作品全体を象徴する“良心の空砲”:作中では、銃殺刑に参加する射手のうち一人だけに空砲を持たせ、全員が「自分は殺していないかもしれない」と思えるようにする“良心の空砲”について語られる。それは単なる軍隊の逸話ではなく、責任を集団の中へ拡散させる本作の構造そのものを表している。自分一人の行為ではないと思い込まなければ自我が壊れてしまいそうな、狂気じみた戦場の恐ろしさが、この短いエピソードに凝縮されている。
善悪だけでは整理できない若い兵士の葛藤:アンドリューは最初から完成された告発者ではなく、ディークスに憧れ、仲間として認められたいという欲求も抱えている。正しい行動を選ぶことが、即座に自分の身を危険にさらす環境で、彼の良心は少しずつ追い詰められていく。英雄的な決断だけを称賛せず、人間が集団の圧力に屈していく脆さまで描いている点に、本作の重さがある。
スカルスガルドが体現する支配者の威圧感:アレクサンダー・スカルスガルドは、親しみやすさと暴力性を併せ持つディークスを演じ、部下たちが彼に引きつけられながら支配されていく関係に説得力を与えている。一方で、上映時間88分という簡潔な構成もあり、ディークス自身の内面やカリスマ性は十分に掘り下げられたとは言い難い。スカルスガルドの魅力をさらに前面へ出していれば、アンドリューが彼に逆らえない理由にも、より強い実感が生まれただろう。
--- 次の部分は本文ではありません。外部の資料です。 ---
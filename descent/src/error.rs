//! Parse errors and the commit channel.
//!
//! The engine distinguishes two failure kinds. An [`Error`] is an ordinary
//! backtracking failure: the nearest enclosing choice, optional or repetition
//! catches it and tries something else. A commit ([`Reject::Commit`]) is
//! final: it unwinds through every combinator without being caught, picking
//! up annotations from already-parsed sequence fields on the way out.

use std::any::Any;
use std::fmt;

use crate::state::Location;

/// A located parse error.
///
/// Rendered as `{message} at {line}:{column}`, 1-origin.
#[derive(Debug, Clone, PartialEq, Eq)]
pub struct Error {
    /// What was expected or what went wrong.
    pub message: String,
    /// Where the failure occurred.
    pub at: Location,
}

impl Error {
    pub fn new(message: impl Into<String>, at: Location) -> Self {
        Self {
            message: message.into(),
            at,
        }
    }
}

impl fmt::Display for Error {
    fn fmt(&self, f: &mut fmt::Formatter<'_>) -> fmt::Result {
        write!(f, "{} at {}", self.message, self.at)
    }
}

impl std::error::Error for Error {}

/// The payload a commit carries up through the parse.
///
/// Annotators match on the concrete payload type via [`as_any`], and the
/// entry facade calls [`render`] to produce the final message: strings render
/// verbatim, [`Error`] payloads render via their message, and marker types
/// render however they choose.
///
/// [`as_any`]: CommitPayload::as_any
/// [`render`]: CommitPayload::render
pub trait CommitPayload: Any {
    fn as_any(&self) -> &dyn Any;

    fn render(&self) -> String;
}

impl CommitPayload for String {
    fn as_any(&self) -> &dyn Any {
        self
    }

    fn render(&self) -> String {
        self.clone()
    }
}

impl CommitPayload for &'static str {
    fn as_any(&self) -> &dyn Any {
        self
    }

    fn render(&self) -> String {
        self.to_string()
    }
}

impl CommitPayload for Error {
    fn as_any(&self) -> &dyn Any {
        self
    }

    fn render(&self) -> String {
        self.to_string()
    }
}

/// A rejection raised by a [`Verify`] hook or a [`Leaf`] parser.
///
/// `Soft` is a backtrackable failure; the location is attached by the engine
/// at the point of failure. `Commit` is final and skips every remaining
/// alternative on the way out.
///
/// [`Verify`]: crate::hooks::Verify
/// [`Leaf`]: crate::leaf::Leaf
pub enum Reject {
    Soft(String),
    Commit(Box<dyn CommitPayload>),
}

impl Reject {
    /// A backtrackable failure with the given message.
    pub fn soft(message: impl Into<String>) -> Self {
        Reject::Soft(message.into())
    }

    /// A non-backtracking commit carrying `payload`.
    pub fn commit(payload: impl CommitPayload) -> Self {
        Reject::Commit(Box::new(payload))
    }
}

impl fmt::Debug for Reject {
    fn fmt(&self, f: &mut fmt::Formatter<'_>) -> fmt::Result {
        match self {
            Reject::Soft(message) => f.debug_tuple("Soft").field(message).finish(),
            Reject::Commit(payload) => f.debug_tuple("Commit").field(&payload.render()).finish(),
        }
    }
}

/// A commit in flight: the payload plus the location stamped when it was
/// raised. The location is captured exactly once; annotators only replace
/// the payload.
pub(crate) struct Fatal {
    pub payload: Box<dyn CommitPayload>,
    pub at: Location,
}

/// Internal result branch threaded through every engine recursion.
pub(crate) enum Failure {
    Error(Error),
    Commit(Fatal),
}

pub(crate) type ParseResult<T> = Result<T, Failure>;

#[cfg(test)]
mod tests {
    use super::*;

    #[test]
    fn error_display() {
        let err = Error::new("Expected \"B\"", Location { line: 1, column: 2 });
        assert_eq!(err.to_string(), "Expected \"B\" at 1:2");
    }

    #[test]
    fn payload_rendering() {
        assert_eq!(CommitPayload::render(&String::from("boom")), "boom");
        assert_eq!(CommitPayload::render(&"boom"), "boom");
        let err = Error::new("missing brace", Location { line: 3, column: 7 });
        assert_eq!(CommitPayload::render(&err), "missing brace at 3:7");
    }
}
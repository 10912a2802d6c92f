//! Parsed values.
//!
//! The engine produces a [`Value`] tree mirroring the descriptor algebra: a
//! record for a sequence, a tagged variant for a choice, a list for a
//! repetition, and so on. Embedders either pattern-match the tree directly or
//! derive [`Syntax`](crate::Syntax) and get their own types back via
//! [`FromValue`].

use std::fmt;
use std::marker::PhantomData;

use crate::state::Location;

/// The dynamic counterpart of a grammar rule.
#[derive(Debug, Clone, PartialEq)]
pub enum Value {
    /// Bytes consumed by a literal or regex leaf, with the location they
    /// started at.
    Token { contents: Vec<u8>, at: Location },
    /// A numeric leaf.
    Number { value: f64, at: Location },
    /// A location capture. Consumes nothing.
    Mark { at: Location },
    /// A sequence: one entry per field, in field order.
    Record(Vec<(Option<String>, Value)>),
    /// A choice: the first alternative that succeeded.
    Variant {
        index: usize,
        name: String,
        value: Box<Value>,
    },
    /// A repetition: zero or more child values.
    List(Vec<Value>),
    /// An optional: the child value if it matched.
    Maybe(Option<Box<Value>>),
    /// The witness of a satisfied negative lookahead.
    Unit,
}

impl Value {
    /// Look up a named sequence field.
    pub fn field(&self, name: &str) -> Option<&Value> {
        match self {
            Value::Record(fields) => fields
                .iter()
                .find(|(field, _)| field.as_deref() == Some(name))
                .map(|(_, value)| value),
            _ => None,
        }
    }
}

/// Rebuild a typed value from the engine's [`Value`] tree.
///
/// Implementations may assume the value has the shape their grammar rule
/// produces; a mismatch is an engine bug and panics.
pub trait FromValue: Sized {
    fn build(value: Value) -> Self;
}

/// The text consumed by a literal or regex leaf.
#[derive(Debug, Clone, PartialEq)]
pub struct Text {
    pub text: String,
    pub at: Location,
}

impl FromValue for Text {
    fn build(value: Value) -> Self {
        match value {
            Value::Token { contents, at } => Text {
                text: String::from_utf8_lossy(&contents).into_owned(),
                at,
            },
            other => panic!("internal error: expected token value, got {other:?}"),
        }
    }
}

/// A parsed number.
#[derive(Debug, Clone, Copy, PartialEq)]
pub struct Num {
    pub value: f64,
    pub at: Location,
}

impl FromValue for Num {
    fn build(value: Value) -> Self {
        match value {
            Value::Number { value, at } => Num { value, at },
            other => panic!("internal error: expected number value, got {other:?}"),
        }
    }
}

/// A captured location. Consumes no input.
#[derive(Debug, Clone, Copy, PartialEq, Eq)]
pub struct Mark {
    pub at: Location,
}

impl FromValue for Mark {
    fn build(value: Value) -> Self {
        match value {
            Value::Mark { at } => Mark { at },
            other => panic!("internal error: expected mark value, got {other:?}"),
        }
    }
}

/// Positive lookahead: `T` must match here, but nothing is consumed.
#[derive(Debug, Clone, PartialEq)]
pub struct Ahead<T>(pub T);

impl<T: FromValue> FromValue for Ahead<T> {
    fn build(value: Value) -> Self {
        Ahead(T::build(value))
    }
}

/// Negative lookahead: `T` must *fail* to match here. Nothing is consumed
/// and no value is produced.
pub struct Never<T>(PhantomData<T>);

impl<T> fmt::Debug for Never<T> {
    fn fmt(&self, f: &mut fmt::Formatter<'_>) -> fmt::Result {
        f.write_str("Never")
    }
}

impl<T> Clone for Never<T> {
    fn clone(&self) -> Self {
        Never(PhantomData)
    }
}

impl<T> PartialEq for Never<T> {
    fn eq(&self, _other: &Self) -> bool {
        true
    }
}

impl<T> FromValue for Never<T> {
    fn build(value: Value) -> Self {
        match value {
            Value::Unit => Never(PhantomData),
            other => panic!("internal error: expected unit value, got {other:?}"),
        }
    }
}

impl<T: FromValue> FromValue for Vec<T> {
    fn build(value: Value) -> Self {
        match value {
            Value::List(items) => items.into_iter().map(T::build).collect(),
            other => panic!("internal error: expected list value, got {other:?}"),
        }
    }
}

impl<T: FromValue> FromValue for Option<T> {
    fn build(value: Value) -> Self {
        match value {
            Value::Maybe(inner) => inner.map(|value| T::build(*value)),
            other => panic!("internal error: expected optional value, got {other:?}"),
        }
    }
}

impl<T: FromValue> FromValue for Box<T> {
    fn build(value: Value) -> Self {
        Box::new(T::build(value))
    }
}
//! # Server Command
//!
//! Reports the name and member count of the room the command was invoked in.

use crate::domain::types::CommandContext;
use crate::strings::messages;
use anyhow::{Context, Result};

pub async fn handle_server(ctx: &CommandContext<'_>) -> Result<()> {
    let info = ctx
        .interaction
        .channel_info()
        .await
        .map_err(|e| anyhow::anyhow!(e))
        .context("Failed to fetch room info")?;
    ctx.reply(&messages::server_info(&info.name, info.member_count), false)
        .await
}
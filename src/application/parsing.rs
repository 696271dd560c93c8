//! # Parsing Utils
//!
//! Turns raw message bodies into command invocations, validates command names
//! and expands the placeholders used by `reply` handlers.

use regex::{Captures, Regex};
use std::sync::LazyLock;

static NAME_RE: LazyLock<Regex> =
    LazyLock::new(|| Regex::new(r"^[a-z0-9_-]{1,32}$").expect("valid name regex"));

static PLACEHOLDER_RE: LazyLock<Regex> = LazyLock::new(|| {
    Regex::new(r"\{(user|channel|command|args)\}").expect("valid placeholder regex")
});

#[derive(Debug, Clone, PartialEq, Eq)]
pub struct Invocation {
    pub name: String,
    pub args: Vec<String>,
}

/// Parses `<prefix><name> [args...]`. Returns `None` for anything that is not
/// a command, including a bare prefix.
pub fn parse_invocation(prefix: &str, body: &str) -> Option<Invocation> {
    let rest = body.trim().strip_prefix(prefix)?;
    let mut tokens = rest.split_whitespace();

    // "/ ping" is not a command
    if rest.starts_with(char::is_whitespace) {
        return None;
    }

    let name = tokens.next()?.to_lowercase();
    let args = tokens.map(str::to_string).collect();
    Some(Invocation { name, args })
}

pub fn is_valid_command_name(name: &str) -> bool {
    NAME_RE.is_match(name)
}

/// Values substituted into reply templates.
#[derive(Debug, Default)]
pub struct TemplateVars<'a> {
    pub user: &'a str,
    pub channel: &'a str,
    pub command: &'a str,
    pub args: &'a [String],
}

/// Replaces `{user}`, `{channel}`, `{command}` and `{args}`. Other braces are
/// left untouched.
pub fn expand_template(template: &str, vars: &TemplateVars<'_>) -> String {
    PLACEHOLDER_RE
        .replace_all(template, |caps: &Captures| match &caps[1] {
            "user" => vars.user.to_string(),
            "channel" => vars.channel.to_string(),
            "command" => vars.command.to_string(),
            _ => vars.args.join(" "),
        })
        .into_owned()
}

#[cfg(test)]
mod tests {
    use super::*;

    #[test]
    fn test_parse_simple_command() {
        let inv = parse_invocation("/", "/ping").unwrap();
        assert_eq!(inv.name, "ping");
        assert!(inv.args.is_empty());
    }

    #[test]
    fn test_parse_lowercases_and_splits_args() {
        let inv = parse_invocation("/", "  /Echo  hello   world ").unwrap();
        assert_eq!(inv.name, "echo");
        assert_eq!(inv.args, vec!["hello", "world"]);
    }

    #[test]
    fn test_parse_multichar_prefix() {
        let inv = parse_invocation("!!", "!!user-info").unwrap();
        assert_eq!(inv.name, "user-info");
        assert!(parse_invocation("!!", "!user-info").is_none());
    }

    #[test]
    fn test_non_commands() {
        assert!(parse_invocation("/", "hello there").is_none());
        assert!(parse_invocation("/", "/").is_none());
        assert!(parse_invocation("/", "/   ").is_none());
        assert!(parse_invocation("/", "/ ping").is_none());
        assert!(parse_invocation("/", "").is_none());
    }

    #[test]
    fn test_command_name_validation() {
        assert!(is_valid_command_name("ping"));
        assert!(is_valid_command_name("user-info"));
        assert!(is_valid_command_name("a_b9"));
        assert!(!is_valid_command_name(""));
        assert!(!is_valid_command_name("Ping"));
        assert!(!is_valid_command_name("two words"));
        assert!(!is_valid_command_name(&"x".repeat(33)));
    }

    #[test]
    fn test_expand_template() {
        let args = vec!["a".to_string(), "b".to_string()];
        let vars = TemplateVars {
            user: "@alice:example.org",
            channel: "!room:example.org",
            command: "greet",
            args: &args,
        };
        assert_eq!(
            expand_template("Hi {user} in {channel}: /{command} {args} {other}", &vars),
            "Hi @alice:example.org in !room:example.org: /greet a b {other}"
        );
    }
}
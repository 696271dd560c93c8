//! # Domain Layer
//!
//! Core definitions, types, and traits that define the business domain of the application.
//! Independent of the chat platform, serving as the contract for the other layers.

pub mod config;
pub mod traits;
pub mod types;
//! # Command Dispatcher
//!
//! Routes incoming interactions to the registered command handler.
//! Handler failures are caught here: they are logged and the invoker gets a
//! single generic ephemeral reply. Nothing is propagated to the event loop.

use crate::application::registry::CommandRegistry;
use crate::domain::traits::Interaction;
use crate::domain::types::{CommandContext, CommandSummary};
use crate::strings::logs;

/// What happened to a dispatched interaction.
#[derive(Debug, Clone, Copy, PartialEq, Eq)]
pub enum DispatchOutcome {
    /// Not a command interaction
    Ignored,
    /// No command with that name is registered
    UnknownCommand,
    Completed,
    /// The handler failed and the error reply was attempted
    Failed,
}

pub struct Dispatcher {
    registry: CommandRegistry,
    catalog: Vec<CommandSummary>,
    error_message: String,
}

impl Dispatcher {
    pub fn new(registry: CommandRegistry, error_message: impl Into<String>) -> Self {
        let catalog = registry.summaries();
        Self {
            registry,
            catalog,
            error_message: error_message.into(),
        }
    }

    pub async fn dispatch(&self, interaction: &dyn Interaction) -> DispatchOutcome {
        if !interaction.is_command() {
            return DispatchOutcome::Ignored;
        }

        let name = interaction.command_name();
        let Some(command) = self.registry.get(name) else {
            tracing::debug!("{}", logs::unknown_command(name, interaction.user()));
            return DispatchOutcome::UnknownCommand;
        };

        tracing::info!(
            "Dispatching cmd='{}' args='{}' user='{}' channel='{}'",
            name,
            interaction.args().join(" "),
            interaction.user(),
            interaction.channel_id()
        );

        let ctx = CommandContext::new(interaction, &self.catalog);
        match command.run(&ctx).await {
            Ok(()) => DispatchOutcome::Completed,
            Err(e) => {
                tracing::error!("{}", logs::command_failed(name, interaction.user(), &format!("{e:#}")));
                if let Err(reply_err) = interaction.reply(&self.error_message, true).await {
                    tracing::error!("{}", logs::error_reply_failed(name, &reply_err));
                }
                DispatchOutcome::Failed
            }
        }
    }
}
//! # Ping Command
//!
//! Liveness check.

use crate::domain::types::CommandContext;
use crate::strings::messages;
use anyhow::Result;

pub async fn handle_ping(ctx: &CommandContext<'_>) -> Result<()> {
    ctx.reply(messages::PONG, false).await
}
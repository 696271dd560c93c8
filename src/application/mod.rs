//! # Application Layer
//!
//! Contains the core logic of the bot: invocation parsing, the command
//! registry and the dispatcher.

pub mod dispatcher;
pub mod parsing;
pub mod registry;

#[cfg(test)]
pub mod testing;
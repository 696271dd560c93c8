//! # User Info Command

use crate::domain::types::CommandContext;
use crate::strings::messages;
use anyhow::Result;

pub async fn handle_user_info(ctx: &CommandContext<'_>) -> Result<()> {
    let interaction = ctx.interaction;
    ctx.reply(
        &messages::user_info(interaction.user(), &interaction.channel_id()),
        false,
    )
    .await
}

#[cfg(test)]
mod tests {
    use super::*;
    use crate::application::testing::MockInteraction;

    #[tokio::test]
    async fn test_user_info_names_invoker() {
        let interaction = MockInteraction::command("user-info", &[]);
        let ctx = CommandContext::new(&interaction, &[]);
        handle_user_info(&ctx).await.unwrap();
        let replies = interaction.replies();
        assert_eq!(replies.len(), 1);
        assert!(replies[0].0.contains("@alice:example.org"));
    }
}
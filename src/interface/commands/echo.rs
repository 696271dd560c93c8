//! # Echo Command
//!
//! Repeats its arguments. Fails without arguments so the dispatcher's error
//! reply can be exercised from chat.

use crate::domain::types::CommandContext;
use anyhow::Result;

pub async fn handle_echo(ctx: &CommandContext<'_>) -> Result<()> {
    let args = ctx.interaction.args();
    if args.is_empty() {
        anyhow::bail!("echo called without arguments");
    }
    ctx.reply(&args.join(" "), false).await
}
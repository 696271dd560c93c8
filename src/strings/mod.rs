//! # Strings Module
//!
//! Centralizes user-facing strings and log lines.
//! Ensures consistency in messaging and easier updates.

pub mod logs;
pub mod messages;
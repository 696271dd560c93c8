//! # Log Strings
//!
//! Format functions for log lines emitted through `tracing`.

pub fn config_loaded(user: &str) -> String {
    format!("Loaded configuration for user: {user}")
}

pub const READY: &str = "Ready!";
pub const SYNC_LOOP_START: &str = "Starting sync loop...";

pub fn logged_in(user: &str) -> String {
    format!("Logged in as {user}")
}

pub fn set_display_name_fail(err: &str) -> String {
    format!("Failed to set display name: {err}")
}

pub fn command_loaded(name: &str, path: &str) -> String {
    format!("Loaded command '{name}' from {path}")
}

pub fn command_overridden(name: &str) -> String {
    format!("Command '{name}' registered twice; keeping the later definition")
}

pub fn registry_built(count: usize, dir: &str) -> String {
    format!("Registered {count} command(s) from {dir}")
}

pub fn no_commands(dir: &str) -> String {
    format!("No command definitions found in {dir}")
}

pub fn unknown_command(name: &str, user: &str) -> String {
    format!("Ignoring unknown command '{name}' from {user}")
}

pub fn command_failed(name: &str, user: &str, err: &str) -> String {
    format!("Command '{name}' invoked by {user} failed: {err}")
}

pub fn error_reply_failed(name: &str, err: &str) -> String {
    format!("Failed to send error reply for '{name}': {err}")
}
実話を知る監督だからこその乾いた視線:ダン・クラウス監督は、同じ事件を扱ったドキュメンタリーを先に制作している。本作でも戦争犯罪を過度に劇的な見世物へ変えず、兵士たちの日常や会話の中へ暴力が浸透していく様子を淡々と見つめる。ただし、事件の背景や登場人物の掘り下げは限定的で、同名ドキュメンタリーほどの情報量や衝撃には届かない。その簡潔さを、切迫した心理劇として評価するか、描写不足と感じるかで印象が分かれる作品でもある。